Dani Pedrosas WM-Hoffnungen haben sich auch 2018 schon wieder zerschlagen Zoom

Liebe Leser,

ähnlich wie nach dem Rennen in Austin vor zwei Wochen tue ich mich schwer, nach dem MotoGP-Lauf in Jerez einen klaren Verlierer des Wochenendes zu "krönen" - allerdings aus einem ganz anderen Grund als damals. Gab es vor 14 Tagen keine offensichtlichen Optionen, ist die Auswahl heute fast schon zu groß (mehr dazu am Ende dieser Kolumne). Am Ende entscheide ich mich für einen Mann, der eigentlich eine bessere Nacht verdient gehabt hätte.

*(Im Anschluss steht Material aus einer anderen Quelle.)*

//! Command handlers - extracted from main.rs for testability
//!
//! Each handler takes its parsed arguments and returns the value `main`
//! prints. Handlers that need a live server are split into a driver-generic
//! core (exercised with `MockDriver`) and a thin session wrapper.

pub mod dump;
pub mod locate;
pub mod login;
pub mod parse;
#[cfg(feature = "appium")]
pub mod session;

pub use dump::dump_with;
pub use locate::execute_locate;
pub use login::{load_credentials, login_with};
pub use parse::execute_parse;
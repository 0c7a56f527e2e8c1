//! Per-channel serial link session: connect, read pump, write pump, and
//! automatic reconnection.
//!
//! Each channel is driven by **one owning task** that sequences the
//! connection state machine:
//!
//! ```text
//! Disconnected ──► Connecting ──► Connected ──(I/O error)──► Disconnected
//!                      ▲                                          │
//!                      └────────────── 300 ms delay ──────────────┘
//! ```
//!
//! While `Connected`, the task drives a read pump and a write pump
//! concurrently over the split transport stream; when either pump fails
//! the stream is dropped and the task returns to the retry loop.  Because
//! a single task owns the whole lifecycle there is never more than one
//! reconnection loop per channel, and it only runs while not connected.
//!
//! Failures are channel-local: nothing here is ever surfaced to the
//! bridge or to other channels.
//!
//! # Streaming decode
//!
//! The transport is a byte stream; one read may return a fraction of a
//! frame or several frames at once.  Received bytes accumulate in a
//! buffer and complete frames are decoded off the front.  While a partial
//! frame is buffered, each wait for more bytes is bounded by the stall
//! window; if nothing arrives in time the buffered bytes are discarded
//! and the pump waits for the next frame boundary (no resynchronisation
//! search; sender and receiver are assumed to stay frame-aligned).

use std::io;
use std::sync::Arc;
use std::time::Duration;

use async_trait::async_trait;
use tokio::io::{AsyncRead, AsyncReadExt, AsyncWrite, AsyncWriteExt};
use tokio::sync::{broadcast, mpsc, watch};
use tokio::time::timeout;
use tracing::{debug, info, warn};

use namo_core::{decode_frame, encode_frame, CodecError, Frame, FrameLimits};

/// Connection state of one serial channel.
#[derive(Debug, Clone, Copy, PartialEq, Eq)]
pub enum LinkState {
    Disconnected,
    Connecting,
    Connected,
}

/// Byte stream carrying framed messages for one channel.
pub trait LinkStream: AsyncRead + AsyncWrite + Send + Unpin {}

impl<T: AsyncRead + AsyncWrite + Send + Unpin> LinkStream for T {}

/// Opens the underlying transport for a channel.
///
/// The production implementation is
/// [`SerialLinkTransport`](super::serial::SerialLinkTransport); tests
/// substitute in-memory duplex streams.
#[async_trait]
pub trait LinkTransport: Send + Sync + 'static {
    async fn open(&self) -> io::Result<Box<dyn LinkStream>>;
}

/// Tuning knobs shared by every link session.
#[derive(Debug, Clone)]
pub struct LinkConfig {
    /// Delay between reconnection attempts.
    pub reconnect_delay: Duration,
    /// Stall window for a partially received frame.
    pub read_stall: Duration,
    /// Frame size limits applied on both encode and decode.
    pub limits: FrameLimits,
}

impl Default for LinkConfig {
    fn default() -> Self {
        Self {
            reconnect_delay: Duration::from_millis(300),
            read_stall: Duration::from_millis(1000),
            limits: FrameLimits::default(),
        }
    }
}

/// One frame received from a channel, tagged with its source.
#[derive(Debug, Clone, PartialEq, Eq)]
pub struct InboundMessage {
    pub channel: String,
    pub frame: Frame,
}

/// Handle to a running link session.
///
/// Exactly one owning task mutates the channel's connection; the handle
/// only enqueues outbound frames and reads the published state.
pub struct LinkHandle {
    name: String,
    outbound: mpsc::UnboundedSender<Frame>,
    state: watch::Receiver<LinkState>,
    task: tokio::task::JoinHandle<()>,
}

impl LinkHandle {
    pub fn name(&self) -> &str {
        &self.name
    }

    /// Queues a frame for transmission on this channel.
    ///
    /// Always accepted regardless of connection state and never blocks
    /// the caller; frames queued while disconnected are flushed once the
    /// link reconnects, or lost at shutdown.  The queue is unbounded: a
    /// stalled channel accumulates frames rather than exerting
    /// backpressure on producers.
    pub fn enqueue(&self, frame: Frame) {
        // The receiver lives as long as the owning task; a send can only
        // fail after shutdown, where dropping the frame is correct.
        let _ = self.outbound.send(frame);
    }

    /// Current connection state.
    pub fn state(&self) -> LinkState {
        *self.state.borrow()
    }

    /// Watch receiver for state transitions, for callers that need to
    /// await a particular state.
    pub fn state_watch(&self) -> watch::Receiver<LinkState> {
        self.state.clone()
    }

    /// Stops the owning task, force-closing any open transport handle.
    pub fn shutdown(&self) {
        self.task.abort();
    }
}
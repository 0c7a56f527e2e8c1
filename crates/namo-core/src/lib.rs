//! # namo-core
//!
//! Shared library for the NAMO serial bridge containing the wire frame
//! codec, the TCP text-command grammar, and serial channel domain types.
//!
//! This crate is used by both the server and client applications.  It has
//! zero dependencies on OS APIs, serial ports, or network sockets.
//!
//! # Architecture overview
//!
//! The bridge multiplexes one or more physical serial links into a
//! length-prefixed binary message protocol and exposes the resulting
//! message stream to many simultaneous TCP clients.  This crate defines
//! the two wire contracts both sides must agree on:
//!
//! - **`protocol::codec`** – How bytes travel over the serial links.
//!   Messages are encoded into a compact binary frame (8-byte header +
//!   key + value + type tag) and decoded back into typed Rust structs on
//!   the other end.
//!
//! - **`protocol::command`** – How TCP peers talk to the server.  A
//!   newline-delimited text protocol: `TEXT`/`BINARY`/`CSV` send commands,
//!   `HEARTBEAT` liveness probes, and `RECEIVED …` publish lines.
//!
//! - **`domain`** – Pure domain types with no OS dependencies: serial
//!   line settings (data bits, parity, stop bits) and their compact
//!   `"8N1"`-style descriptor parser.

pub mod domain;
pub mod protocol;

// Re-export the most-used types at the crate root so callers can write
// `namo_core::Frame` instead of `namo_core::protocol::codec::Frame`.
pub use domain::channel::{
    parse_line_settings, ChannelSettings, DataBits, Parity, SettingsError, StopBits,
};
pub use protocol::codec::{decode_frame, encode_frame, CodecError, Frame, FrameLimits, FrameType};
pub use protocol::command::{parse_command, Command, CommandError};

Die Rede ist von Dani Pedrosa, dem das Pech auch in diesem Jahr wieder einmal an den Hacken klebt. Das Rennen in Jerez ist dabei eigentlich nur die Spitze des Eisbergs, denn anstatt mitten im WM-Kampf dabei zu sein, liegt der Spanier nach vier Saisonrennen bereits 52 Punkte hinter seinem Teamkollegen Marc Marquez. Die Saison ist für den Samurai wieder einmal gelaufen, bevor sie so richtig angefangen hat.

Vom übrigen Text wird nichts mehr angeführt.